Ketiga anak muda itu terdiam sesaat. Mereka menjadi ragu untuk menjawab. Namun karena mereka tidak segera menjawab terdengar kembali pertanyaan itu,
“Apakah kalian heran?”
Agung Sedayu dan Swandaru tidak ingin menjawab pertanyaan itu. Mereka mengharap Sutawijaya yang mereka anggap tertua di antara mereka untuk menjawabnya. Sutawijaya  pun sebenarnya masih dicengkam oleh keragu-raguan. Tetapi ia tidak dapat berdiam diri saja. Sehingga akhirnya terpaksa ia menjawab,
“Ya, Kisanak. Aku menjadi heran mendengar suara-suara itu.”

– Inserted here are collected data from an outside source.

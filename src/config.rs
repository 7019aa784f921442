use std::net::SocketAddr;
use std::path::PathBuf;

use crate::llm::client::{DEFAULT_BASE_URL, DEFAULT_MODEL};

/// Application-level constants
pub const APP_NAME: &str = "symcheck";
pub const APP_VERSION: &str = env!("CARGO_PKG_VERSION");

const DEFAULT_BIND_ADDR: SocketAddr = SocketAddr::new(
    std::net::IpAddr::V4(std::net::Ipv4Addr::LOCALHOST),
    8750,
);

/// Default tracing filter when RUST_LOG is unset.
pub fn default_log_filter() -> String {
    format!("info,{APP_NAME}=debug")
}

/// User-level knowledge-base override: ~/.config/symcheck/knowledge_base.json
/// (platform equivalent). Used only when the file exists.
pub fn user_knowledge_base_path() -> Option<PathBuf> {
    dirs::config_dir().map(|dir| dir.join(APP_NAME).join("knowledge_base.json"))
}

/// Runtime configuration read from the environment.
#[derive(Debug, Clone)]
pub struct AppConfig {
    /// OPENAI_API_KEY. Empty or unset means the LLM path is disabled and
    /// every request uses the deterministic fallback.
    pub openai_api_key: Option<String>,
    /// SYMCHECK_OPENAI_BASE_URL — OpenAI-compatible endpoint base.
    pub openai_base_url: String,
    /// SYMCHECK_MODEL
    pub model: String,
    /// SYMCHECK_BIND_ADDR
    pub bind_addr: SocketAddr,
    /// SYMCHECK_KNOWLEDGE_BASE — explicit JSON table path. Falls back to the
    /// user config file when present, then to the built-in table.
    pub knowledge_base_path: Option<PathBuf>,
}

impl AppConfig {
    pub fn from_env() -> Self {
        let openai_api_key = std::env::var("OPENAI_API_KEY")
            .ok()
            .filter(|k| !k.trim().is_empty());

        let openai_base_url = std::env::var("SYMCHECK_OPENAI_BASE_URL")
            .ok()
            .filter(|v| !v.trim().is_empty())
            .unwrap_or_else(|| DEFAULT_BASE_URL.to_string());

        let model = std::env::var("SYMCHECK_MODEL")
            .ok()
            .filter(|v| !v.trim().is_empty())
            .unwrap_or_else(|| DEFAULT_MODEL.to_string());

        let bind_addr = std::env::var("SYMCHECK_BIND_ADDR")
            .ok()
            .and_then(|v| v.parse().ok())
            .unwrap_or(DEFAULT_BIND_ADDR);

        let knowledge_base_path = std::env::var("SYMCHECK_KNOWLEDGE_BASE")
            .ok()
            .filter(|v| !v.trim().is_empty())
            .map(PathBuf::from)
            .or_else(|| user_knowledge_base_path().filter(|p| p.exists()));

        Self {
            openai_api_key,
            openai_base_url,
            model,
            bind_addr,
            knowledge_base_path,
        }
    }
}

#[cfg(test)]
mod tests {
    use super::*;

    #[test]
    fn default_bind_addr_is_loopback() {
        assert!(DEFAULT_BIND_ADDR.ip().is_loopback());
        assert_eq!(DEFAULT_BIND_ADDR.port(), 8750);
    }

    #[test]
    fn user_kb_path_ends_with_expected_file() {
        if let Some(path) = user_knowledge_base_path() {
            assert!(path.ends_with("symcheck/knowledge_base.json"));
        }
    }

    #[test]
    fn log_filter_names_the_crate() {
        assert!(default_log_filter().contains(APP_NAME));
    }
}
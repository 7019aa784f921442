use serde::{Deserialize, Serialize};
use thiserror::Error;

/// Fixed educational-use disclaimer attached to every analysis result.
pub const DISCLAIMER: &str = "This is for educational purposes only and not a medical \
     diagnosis. Consult a qualified healthcare professional for medical advice.";

// ---------------------------------------------------------------------------
// Urgency
// ---------------------------------------------------------------------------

/// Coarse triage label attached to a candidate condition.
#[derive(Debug, Clone, Copy, Serialize, Deserialize, PartialEq, Eq, PartialOrd, Ord)]
#[serde(rename_all = "snake_case")]
pub enum Urgency {
    Low,
    Medium,
    High,
}

impl Urgency {
    pub fn as_str(&self) -> &'static str {
        match self {
            Self::Low => "low",
            Self::Medium => "medium",
            Self::High => "high",
        }
    }
}

impl std::fmt::Display for Urgency {
    fn fmt(&self, f: &mut std::fmt::Formatter<'_>) -> std::fmt::Result {
        match self {
            Self::Low => write!(f, "Low"),
            Self::Medium => write!(f, "Medium"),
            Self::High => write!(f, "High"),
        }
    }
}

// ---------------------------------------------------------------------------
// Knowledge base record
// ---------------------------------------------------------------------------

/// One knowledge-base record: lexical triggers mapped to a candidate
/// condition with its prior weight, triage label, and recommendations.
#[derive(Debug, Clone, Serialize, Deserialize)]
pub struct SymptomEntry {
    /// Unique condition identifier within the knowledge base.
    pub condition_name: String,
    /// Case-insensitive trigger words or phrases. Must be non-empty.
    pub keywords: Vec<String>,
    /// Prior weight in [0,1] applied when all keywords are present.
    pub base_confidence: f64,
    pub urgency: Urgency,
    /// Ordered recommendation strings surfaced when this entry ranks.
    pub next_steps: Vec<String>,
}

// ---------------------------------------------------------------------------
// Analysis result
// ---------------------------------------------------------------------------

/// A candidate condition with its aggregated confidence.
#[derive(Debug, Clone, Serialize, Deserialize, PartialEq)]
pub struct RankedCondition {
    pub condition_name: String,
    /// Relative likelihood weight in [0,1] — not a calibrated probability.
    pub confidence: f64,
    pub urgency: Urgency,
}

/// Structured outcome of one analysis. Immutable value object, built fresh
/// per request by either the deterministic engine or the LLM mapping path.
#[derive(Debug, Clone, Serialize, Deserialize, PartialEq)]
pub struct AnalysisResult {
    /// At most `ScoringConfig::max_conditions` entries, sorted descending by
    /// confidence; ties keep knowledge-base declaration order.
    pub conditions: Vec<RankedCondition>,
    /// De-duplicated union of the ranked conditions' next steps, first
    /// occurrence wins, relative order preserved.
    pub next_steps: Vec<String>,
    /// Always [`DISCLAIMER`].
    pub disclaimer: String,
}

// ---------------------------------------------------------------------------
// Scoring configuration
// ---------------------------------------------------------------------------

/// Tunable scoring constants. The exact weighting is configuration, not a
/// hard invariant of the engine.
#[derive(Debug, Clone)]
pub struct ScoringConfig {
    /// How many ranked conditions to keep.
    pub max_conditions: usize,
    /// Candidates must score strictly above this keyword-match ratio.
    pub min_match_ratio: f64,
}

impl Default for ScoringConfig {
    fn default() -> Self {
        Self {
            max_conditions: 3,
            min_match_ratio: 0.0,
        }
    }
}

// ---------------------------------------------------------------------------
// Errors
// ---------------------------------------------------------------------------

/// Errors from the deterministic analyzer.
#[derive(Debug, Error, PartialEq)]
pub enum AnalyzerError {
    /// Input was empty or whitespace-only. Surfaced to the caller, never
    /// retried — a deterministic empty-input failure cannot change.
    #[error("Symptom description is empty")]
    EmptyInput,
}

/// Errors from knowledge-base loading and validation.
#[derive(Debug, Error)]
pub enum KnowledgeBaseError {
    #[error("Knowledge base has no entries")]
    Empty,
    #[error("Entry '{0}' has no keywords")]
    NoKeywords(String),
    #[error("Entry '{0}' has a blank keyword")]
    BlankKeyword(String),
    #[error("Duplicate condition name '{0}'")]
    DuplicateCondition(String),
    #[error("Entry '{condition}' has base_confidence {value} outside [0,1]")]
    ConfidenceOutOfRange { condition: String, value: f64 },
    #[error("Cannot read knowledge base file {0}: {1}")]
    Load(String, String),
    #[error("Cannot parse knowledge base JSON: {0}")]
    Parse(String),
}
//! Server lifecycle: bind the configured address and serve the API router
//! until the process is stopped.

use std::sync::Arc;

use crate::api::router::api_router;
use crate::config::AppConfig;
use crate::orchestrator::Orchestrator;

/// Errors from server startup.
#[derive(Debug, thiserror::Error)]
pub enum ServeError {
    #[error("Cannot bind {addr}: {source}")]
    Bind {
        addr: std::net::SocketAddr,
        source: std::io::Error,
    },
    #[error("Server error: {0}")]
    Serve(std::io::Error),
}

/// Bind and serve. Runs until the task is cancelled or the listener fails.
pub async fn serve(config: &AppConfig, orchestrator: Arc<Orchestrator>) -> Result<(), ServeError> {
    let router = api_router(orchestrator);

    let listener = tokio::net::TcpListener::bind(config.bind_addr)
        .await
        .map_err(|source| ServeError::Bind {
            addr: config.bind_addr,
            source,
        })?;

    let local_addr = listener.local_addr().map_err(ServeError::Serve)?;
    tracing::info!(addr = %local_addr, "API server listening");

    axum::serve(listener, router)
        .await
        .map_err(ServeError::Serve)
}
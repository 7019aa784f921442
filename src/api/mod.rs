//! HTTP surface: a small axum API over the orchestrator.
//!
//! Routes live under `/api/`. Handlers serialize the engine-agnostic
//! [`TriageOutcome`](crate::orchestrator::TriageOutcome) directly; the API
//! never inspects which engine produced a result.

pub mod endpoints;
pub mod error;
pub mod router;
pub mod server;
pub mod types;
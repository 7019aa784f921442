use std::sync::Arc;

use axum::routing::{get, post};
use axum::Router;

use crate::api::endpoints;
use crate::api::types::ApiContext;
use crate::orchestrator::Orchestrator;

/// Build the API router. Routes are nested under `/api/`.
pub fn api_router(orchestrator: Arc<Orchestrator>) -> Router {
    build_router(ApiContext::new(orchestrator))
}

fn build_router(ctx: ApiContext) -> Router {
    Router::new()
        .route("/api/health", get(endpoints::health::check))
        .route("/api/analyze", post(endpoints::analyze::analyze))
        .route("/api/history", get(endpoints::history::recent))
        .with_state(ctx)
}
//! Deterministic rule-based symptom analyzer.
//!
//! The fallback engine: a pure function from free text to a ranked list of
//! candidate conditions, driven by a declarative knowledge base instead of
//! per-condition branching. Always available, instantaneous, and
//! deterministic — the reliability floor under the LLM path.

pub mod engine;
pub mod knowledge;
pub mod types;

pub use engine::{Analyzer, NO_MATCH_CONDITION};
pub use knowledge::KnowledgeBase;
pub use types::{
    AnalysisResult, AnalyzerError, KnowledgeBaseError, RankedCondition, ScoringConfig,
    SymptomEntry, Urgency, DISCLAIMER,
};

Anak Sembojan itu tidak segera menyahut. Bahkan salah seorang dari mereka melangkah mendekat sambil mengamat-amati wajah Sutawijaya. Ia bertanya,
“Dari manakah kalian?”
Agaknya anak muda dari Sembojan itu agak disilaukan oleh sinar obor yang memancar dari pendapa, sedang Sutawijaya agak terlindung oleh bayangan orang-orang yang berdiri di mukanya. Kembali Sutawijaya menjadi ragu-ragu. Tetapi kembali ia terdesak dalam suatu keadaan, bahwa ia harus menjawab pertanyaan itu. Maka katanya,
“Kami datang dari Sangkal Putung.”
“Sangkal Putung,” anak muda itu mengulangi,
“Aku pernah mendengar nama padesan itu. Apakah Sangkal Putung juga sebuah kademangan?”
“Ya,” jawab Sutawijaya. “Sangkal Putung adalah sebuah kademangan di seberang hutan di sebelah Timur Prambanan.”
“Oh. Kalian datang dari jauh. Di manakah kalian bermalam di sini?”
“Di rumah Paman Astra,” Sahut Sutawijaya.
“Oh,” Anak-anak Sembojan itu mengangguk-anggukkan kepalanya.
“Maksudmu Astra yang mempunyai dua orang putra bernama Supa dan Bawa?”
“Ya,” jawab Sutawijaya pula.
Anak-anak muda itu menarik nafas dalam-dalam. Salah seorang dari mereka bertanya kembali,
“Kenapa kalian tidak pergi bersama Supa dan Bawa?”
Pertanyaan itu memang sulit untuk dijawab. Karena itu kembali Sutawijaya menjadi ragu-ragu.
“Bukankah Supa dan Bawa hadir juga di halaman ini?”
“Ya,” sahut Sutawijaya. “Tetapi kami tidak dapat datang bersama mereka.”

Anak-anak muda Sembojan itu mengerutkan keningnya. Tetapi mereka tidak bertanya lagi. Kini mereka mencoba mengikuti setiap gerak penari di pendapa banjar desa. Tetapi kemudian Sutawijaya-lah yang bertanya,
“Kisanak, apakah pertunjukan semacam ini sering dilakukan di Prambanan?”
Salah seorang dari anak-anak Sembojan itu menjawab,
“Tidak terlalu sering. Tetapi sekali-kali diadakan juga. Kali ini kademangan kami mendapat tamu dari Bukit Menoreh, yang seterusnya akan pergi ke Lereng Gunung Merapi, menemui putera Kepala Daerah Perdikan Menoreh yang berguru pada seorang guru yang sakti tiada taranya, yang bernama Sidanti.”
“Apakah keramaian ini diselenggarakan untuk menghormatinya?”
“Ya, sebagian.”
“Orang-orang kami sendiri memang senang sekali mengadakan keramaian.”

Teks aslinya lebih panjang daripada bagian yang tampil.